After a lot of thinking I decided that I really did not want to do #1 or #2 because I only have 4 acres of pasture right now and site #2 could be fenced in the future, plus #2 could only be about 175' long. I also wasn't crazy about having the ring basically adjoin the pasture because riding the older horse would probably send the younger horse into a tizzy. Far better to have some distance from the pasture and be closer to the barn! So I ended up picking site #3.
Site #3 was where the old cinderblock stallion barn was. It would have cost more to remodel it into something safe and useable than it did to have the Amish build a totally new, airier barn, so we demolished it to build the ring. Here's the barn being torn down (under the close supervision of a curious coonhound!):
You can sort of see in that photo that on the far side of the barn the land drops off towards the trees. (I wish I had taken some better "before" pictures.) The elevation difference between the far end and the near end was at least 10 feet (??), which is pretty substantial.
My amazing contractor, who is a horseman and engineer with tons of ring-building experience, took a long look at the site before we went ahead with it. Between the existing fence, the line to the sewer drain field, the property line, and the large grade we were cutting it really close. He needed to do everything very precisely to be able to fit in my standard dressage arena (66'x198') plus the swales needed for drainage. Thankfully he's really good at what he does. Here are some pics of the work in progress:
Below are some after pictures. I love it!!!!! The 3-board fence at the far end was definitely necessary with the huge drop-off (see below). I rode without it for a couple months and trying to really ride those far corners properly was a little unnerving, especially since my horse is so spooky. Now I feel quite secure.

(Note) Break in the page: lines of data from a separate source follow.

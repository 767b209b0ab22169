//! Failure taxonomy for clock-service operations.

use std::fmt;

use thiserror::Error;

/// A single remote call that did not produce a usable response.
#[derive(Debug, Error)]
pub enum ServiceError {
    #[error("invalid request url for {endpoint}: {source}")]
    Url {
        endpoint: &'static str,
        source: url::ParseError,
    },
    #[error("request to {endpoint} failed: {source}")]
    Transport {
        endpoint: &'static str,
        source: reqwest::Error,
    },
    #[error("{endpoint} responded with status {status}")]
    Status {
        endpoint: &'static str,
        status: reqwest::StatusCode,
    },
    #[error("failed to decode {endpoint} response: {source}")]
    Decode {
        endpoint: &'static str,
        source: reqwest::Error,
    },
    /// Raised by [`ClockService`](crate::ClockService) implementations that do
    /// not speak HTTP when their backend cannot serve the call.
    /// `HttpClockService` never produces it.
    #[error("clock service unavailable: {0}")]
    Unavailable(String),
}

#[derive(Debug, Clone, Copy, PartialEq, Eq)]
pub enum RefreshTarget {
    Processes,
    Events,
}

impl RefreshTarget {
    pub fn as_str(self) -> &'static str {
        match self {
            RefreshTarget::Processes => "processes",
            RefreshTarget::Events => "events",
        }
    }
}

impl fmt::Display for RefreshTarget {
    fn fmt(&self, f: &mut fmt::Formatter<'_>) -> fmt::Result {
        f.write_str(self.as_str())
    }
}

/// Outcome of a user-initiated operation that did not complete.
///
/// Every variant has already been surfaced through the notification center by
/// the time the caller sees it.
#[derive(Debug, Error)]
pub enum OperationError {
    #[error("validation failed: {0}")]
    Validation(&'static str),
    #[error("remote operation failed: {0}")]
    Remote(#[source] ServiceError),
    #[error("refresh of {target} failed: {source}")]
    Fetch {
        target: RefreshTarget,
        #[source]
        source: ServiceError,
    },
}

impl OperationError {
    pub fn is_validation(&self) -> bool {
        matches!(self, OperationError::Validation(_))
    }
}
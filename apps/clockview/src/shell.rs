//! Interactive session: keeps one controller alive and re-renders after
//! every command, the way the page re-renders after every state change.

use std::sync::Arc;

use anyhow::Result;
use client_core::{InteractionController, PlotCrosshair};
use shared::domain::{Alert, ProcessId};
use tokio::io::{AsyncBufReadExt, BufReader};
use tracing::debug;

use crate::render::{alert_notice, clock_diagram, process_table};

const HELP: &str = "\
commands:
  list                      refresh and show processes
  create <name>             create a process
  event <id>                record an internal event on a process
  sender <id>               select the sending process
  receiver <id>             select the receiving process
  message <text>            set the message content
  send                      send the message between the selected processes
  timeline                  refresh and draw the clock diagram
  hover <x> [id]            place the crosshair near clock x (optionally on a process row)
  leave                     remove the crosshair
  dismiss                   close the current alert
  help                      show this text
  quit                      leave the shell";

#[derive(Debug, Clone, PartialEq)]
pub enum ShellCommand {
    List,
    Create(String),
    Event(ProcessId),
    Sender(ProcessId),
    Receiver(ProcessId),
    Message(String),
    Send,
    Timeline,
    Hover { x: f64, row: Option<ProcessId> },
    Leave,
    Dismiss,
    Help,
    Quit,
}

impl ShellCommand {
    pub fn parse(line: &str) -> Result<Self, String> {
        let line = line.trim();
        let (word, rest) = match line.split_once(char::is_whitespace) {
            Some((word, rest)) => (word, rest.trim()),
            None => (line, ""),
        };

        match word {
            "list" | "ls" => Ok(Self::List),
            // Blank names are passed through so the controller can reject them.
            "create" => Ok(Self::Create(rest.to_string())),
            "event" => parse_id(rest).map(Self::Event),
            "sender" => parse_id(rest).map(Self::Sender),
            "receiver" => parse_id(rest).map(Self::Receiver),
            "message" | "msg" => Ok(Self::Message(rest.to_string())),
            "send" => Ok(Self::Send),
            "timeline" | "plot" => Ok(Self::Timeline),
            "hover" => {
                let mut parts = rest.split_whitespace();
                let x = parts
                    .next()
                    .ok_or_else(|| "usage: hover <x> [id]".to_string())?
                    .parse::<f64>()
                    .map_err(|_| "hover position must be a number".to_string())?;
                let row = parts.next().map(parse_id).transpose()?;
                Ok(Self::Hover { x, row })
            }
            "leave" => Ok(Self::Leave),
            "dismiss" => Ok(Self::Dismiss),
            "help" | "?" => Ok(Self::Help),
            "quit" | "exit" => Ok(Self::Quit),
            other => Err(format!("unknown command '{other}', try 'help'")),
        }
    }
}

fn parse_id(raw: &str) -> Result<ProcessId, String> {
    raw.trim()
        .parse::<i64>()
        .map(ProcessId)
        .map_err(|_| format!("'{raw}' is not a process id"))
}

pub async fn run(controller: Arc<InteractionController>) -> Result<()> {
    let mut alerts = controller.notifications().subscribe();
    let watcher = tokio::spawn(async move {
        let mut last = None;
        while alerts.changed().await.is_ok() {
            let current = alerts.borrow_and_update().clone();
            if let Some(line) = alert_change(&mut last, current) {
                println!("{line}");
            }
        }
        debug!("alert watcher stopped");
    });

    // Failures are already on screen as an alert.
    let _ = controller.load().await;
    let mut crosshair = PlotCrosshair::new();
    print_processes(&controller).await;
    println!("{HELP}");

    let mut lines = BufReader::new(tokio::io::stdin()).lines();
    while let Some(line) = lines.next_line().await? {
        if line.trim().is_empty() {
            continue;
        }
        let command = match ShellCommand::parse(&line) {
            Ok(command) => command,
            Err(message) => {
                println!("{message}");
                continue;
            }
        };
        if command == ShellCommand::Quit {
            break;
        }
        execute(&controller, &mut crosshair, command).await;
    }

    watcher.abort();
    Ok(())
}

/// Line to print when the visible alert moved to `current`; repeats of the
/// last printed state are skipped.
fn alert_change(last: &mut Option<Alert>, current: Option<Alert>) -> Option<String> {
    if *last == current {
        return None;
    }
    let line = alert_notice(current.as_ref());
    *last = current;
    Some(line)
}

async fn execute(
    controller: &InteractionController,
    crosshair: &mut PlotCrosshair,
    command: ShellCommand,
) {
    match command {
        ShellCommand::List => {
            let _ = controller.refresh_processes().await;
            print_processes(controller).await;
        }
        ShellCommand::Create(name) => {
            controller.set_process_name(name).await;
            if controller.submit_process_form().await.is_ok() {
                print_processes(controller).await;
            }
        }
        ShellCommand::Event(process_id) => {
            if controller.create_event(process_id).await.is_ok() {
                print_processes(controller).await;
            }
        }
        ShellCommand::Sender(process_id) => {
            controller.select_sender(process_id).await;
            print_processes(controller).await;
        }
        ShellCommand::Receiver(process_id) => {
            controller.select_receiver(process_id).await;
            print_processes(controller).await;
        }
        ShellCommand::Message(content) => controller.set_message_content(content).await,
        ShellCommand::Send => {
            if controller.send_message().await.is_ok() {
                print_processes(controller).await;
            }
        }
        ShellCommand::Timeline => {
            let _ = controller.refresh_events().await;
            print_timeline(controller, crosshair).await;
        }
        ShellCommand::Hover { x, row } => {
            let timeline = controller.timeline().await;
            crosshair.on_hover_at(&timeline, x, row);
            print_timeline(controller, crosshair).await;
        }
        ShellCommand::Leave => {
            crosshair.on_leave();
            print_timeline(controller, crosshair).await;
        }
        ShellCommand::Dismiss => controller.notifications().dismiss(),
        ShellCommand::Help => println!("{HELP}"),
        ShellCommand::Quit => {}
    }
}

async fn print_processes(controller: &InteractionController) {
    let processes = controller.processes().await;
    let selection = controller.selection().await;
    print!("{}", process_table(&processes, selection));
}

async fn print_timeline(controller: &InteractionController, crosshair: &PlotCrosshair) {
    let timeline = controller.timeline().await;
    print!("{}", clock_diagram(&timeline, crosshair.selection()));
    if let (Some(at), Some(description)) = (crosshair.selection(), crosshair.describe(&timeline)) {
        println!("({}, P{}) {description}", at.x, at.y);
    }
}
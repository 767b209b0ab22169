use std::{sync::Arc, time::Duration};

use anyhow::Result;
use axum::{
    extract::{Path, State},
    http::StatusCode,
    routing::{get, post},
    Json, Router,
};
use client_core::{
    ClockService, Coordinate, HttpClockService, InteractionController, NotificationCenter,
    OperationError, RefreshTarget, ServiceError,
};
use shared::{
    domain::{Event, Process, ProcessId, Severity},
    protocol::{CreateProcessRequest, EventCreated, MessageDelivered, SendMessageRequest},
};
use tokio::{net::TcpListener, sync::Mutex};

#[derive(Default)]
struct MockClock {
    processes: Vec<Process>,
    events: Vec<Event>,
    last_message: Option<SendMessageRequest>,
}

type Shared = Arc<Mutex<MockClock>>;

async fn list_processes(State(state): State<Shared>) -> Json<Vec<Process>> {
    Json(state.lock().await.processes.clone())
}

async fn create_process(
    State(state): State<Shared>,
    Json(body): Json<CreateProcessRequest>,
) -> Result<(StatusCode, Json<Process>), StatusCode> {
    if body.name.is_empty() {
        return Err(StatusCode::BAD_REQUEST);
    }
    let mut state = state.lock().await;
    let process = Process {
        id: ProcessId(state.processes.len() as i64 + 1),
        name: body.name,
        logical_clock: 0,
    };
    state.processes.push(process.clone());
    Ok((StatusCode::CREATED, Json(process)))
}

async fn create_event(
    State(state): State<Shared>,
    Path(id): Path<i64>,
) -> Result<Json<EventCreated>, StatusCode> {
    let mut state = state.lock().await;
    let process = state
        .processes
        .iter_mut()
        .find(|p| p.id.0 == id)
        .ok_or(StatusCode::NOT_FOUND)?;
    process.logical_clock += 1;
    let clock = process.logical_clock;
    let description = format!("Local event on process {id}");
    let event_id = state.events.len() as i64 + 1;
    state.events.push(Event {
        process_id: ProcessId(id),
        logical_clock: clock,
        description: description.clone(),
    });
    Ok(Json(EventCreated {
        description,
        id: Some(event_id),
        process_id: Some(ProcessId(id)),
        logical_clock: Some(clock),
    }))
}

async fn send_message(
    State(state): State<Shared>,
    Path(id): Path<i64>,
    Json(body): Json<SendMessageRequest>,
) -> Result<Json<MessageDelivered>, StatusCode> {
    let mut state = state.lock().await;
    let destination = body.destination_id;
    if !state.processes.iter().any(|p| p.id == destination) {
        return Err(StatusCode::NOT_FOUND);
    }
    let source = state
        .processes
        .iter_mut()
        .find(|p| p.id.0 == id)
        .ok_or(StatusCode::NOT_FOUND)?;
    source.logical_clock += 1;
    let source_clock = source.logical_clock;
    let receiver = state
        .processes
        .iter_mut()
        .find(|p| p.id == destination)
        .ok_or(StatusCode::NOT_FOUND)?;
    receiver.logical_clock = receiver.logical_clock.max(source_clock) + 1;
    let receive_clock = receiver.logical_clock;

    state.events.push(Event {
        process_id: ProcessId(id),
        logical_clock: source_clock,
        description: format!("Send to {destination}: {}", body.message),
    });
    state.events.push(Event {
        process_id: destination,
        logical_clock: receive_clock,
        description: format!("Receive from {id}: {}", body.message),
    });
    let message = body.message.clone();
    state.last_message = Some(body);

    Ok(Json(MessageDelivered {
        message,
        id: Some(1),
        source_id: Some(ProcessId(id)),
        destination_id: Some(destination),
        logical_clock: Some(receive_clock),
    }))
}

async fn list_events(State(state): State<Shared>) -> Json<Vec<Event>> {
    Json(state.lock().await.events.clone())
}

async fn spawn_clock_server() -> Result<(String, Shared)> {
    std::env::set_var("NO_PROXY", "127.0.0.1,localhost");
    let listener = TcpListener::bind("127.0.0.1:0").await?;
    let addr = listener.local_addr()?;
    let state: Shared = Arc::new(Mutex::new(MockClock::default()));
    let app = Router::new()
        .route("/api/v1/process", get(list_processes).post(create_process))
        .route("/api/v1/process/:id/event", post(create_event))
        .route("/api/v1/process/:id/message", post(send_message))
        .route("/api/v1/events", get(list_events))
        .with_state(state.clone());
    tokio::spawn(async move {
        let _ = axum::serve(listener, app).await;
    });
    Ok((format!("http://{addr}/api/v1"), state))
}

fn controller_for(base_url: &str) -> InteractionController {
    let service = HttpClockService::new(base_url).expect("service");
    InteractionController::new(Arc::new(service), NotificationCenter::new(Duration::from_secs(10)))
}

#[tokio::test]
async fn full_session_produces_lamport_timeline() {
    let (base_url, state) = spawn_clock_server().await.expect("spawn server");
    let controller = controller_for(&base_url);
    controller.load().await.expect("initial load");
    assert!(controller.processes().await.is_empty());

    controller.create_process("Alice").await.expect("alice");
    controller.create_process("Bob").await.expect("bob");
    controller.create_event(ProcessId(1)).await.expect("event");

    controller.select_sender(ProcessId(1)).await;
    controller.select_receiver(ProcessId(2)).await;
    controller.set_message_content("ping").await;
    let delivered = controller.send_message().await.expect("send");
    assert_eq!(delivered.message, "ping");
    assert_eq!(delivered.logical_clock, Some(3));

    let last = state.lock().await.last_message.clone().expect("message body");
    assert_eq!(last.destination_id, ProcessId(2));
    assert_eq!(last.message, "ping");

    let clocks: Vec<(i64, u64)> = controller
        .processes()
        .await
        .iter()
        .map(|p| (p.id.0, p.logical_clock))
        .collect();
    assert_eq!(clocks, vec![(1, 2), (2, 3)]);

    let timeline = controller.timeline().await;
    assert_eq!(timeline.points.len(), 3);
    assert_eq!(timeline.x_ticks, vec![1, 2, 3]);
    assert_eq!(timeline.y_ticks, vec![ProcessId(1), ProcessId(2)]);
    assert_eq!(timeline.x_axis_upper_bound, 4);
    assert_eq!(timeline.y_axis_upper_bound, 3);
    assert_eq!(
        timeline.describe(Coordinate::new(3, ProcessId(2))),
        "Receive from 1: ping"
    );

    let alert = controller.notifications().current().expect("alert");
    assert_eq!(alert.severity, Severity::Success);
    assert_eq!(alert.message, "Message sent: ping");
}

#[tokio::test]
async fn non_success_status_surfaces_as_danger() {
    let (base_url, _state) = spawn_clock_server().await.expect("spawn server");
    let controller = controller_for(&base_url);

    let err = controller
        .create_event(ProcessId(99))
        .await
        .expect_err("unknown process");

    match err {
        OperationError::Remote(ServiceError::Status { status, .. }) => {
            assert_eq!(status.as_u16(), 404);
        }
        other => panic!("unexpected error: {other}"),
    }
    let alert = controller.notifications().current().expect("alert");
    assert_eq!(alert.severity, Severity::Danger);
    assert_eq!(alert.message, "Failed to create event!");
}

#[tokio::test]
async fn unreachable_service_reports_fetch_failure() {
    std::env::set_var("NO_PROXY", "127.0.0.1,localhost");
    let listener = TcpListener::bind("127.0.0.1:0").await.expect("bind");
    let addr = listener.local_addr().expect("addr");
    drop(listener);

    let service = HttpClockService::new(&format!("http://{addr}/api/v1")).expect("service");
    let direct = service.list_events().await.expect_err("connection refused");
    assert!(matches!(direct, ServiceError::Transport { .. }));

    let controller = InteractionController::new(
        Arc::new(service),
        NotificationCenter::new(Duration::from_secs(10)),
    );
    let err = controller.load().await.expect_err("must fail");
    assert!(matches!(
        err,
        OperationError::Fetch {
            target: RefreshTarget::Processes,
            ..
        }
    ));
    assert_eq!(
        controller.notifications().current().map(|a| a.severity),
        Some(Severity::Danger)
    );
}

#[test]
fn rejects_malformed_base_url() {
    let err = HttpClockService::new("not a url").err().expect("must fail");
    assert!(matches!(err, ServiceError::Url { .. }));

    let service = HttpClockService::new("http://localhost:5000/api/v1/").expect("service");
    assert_eq!(service.base_url(), "http://localhost:5000/api/v1");
}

Here are some photos that illustrate how much cutting and filling had to be done to make this site level (and why riding at the far end without a fence was a little unnerving!).
By the way, the cutting and filling did not cost me extra except for some topsoil and water that was trucked in (because we hit a dry spell during construction). As my contractor explained it, he has to strip the topsoil and move the dirt around no matter what to level and compact it, so the cutting and filling isn't that much more work.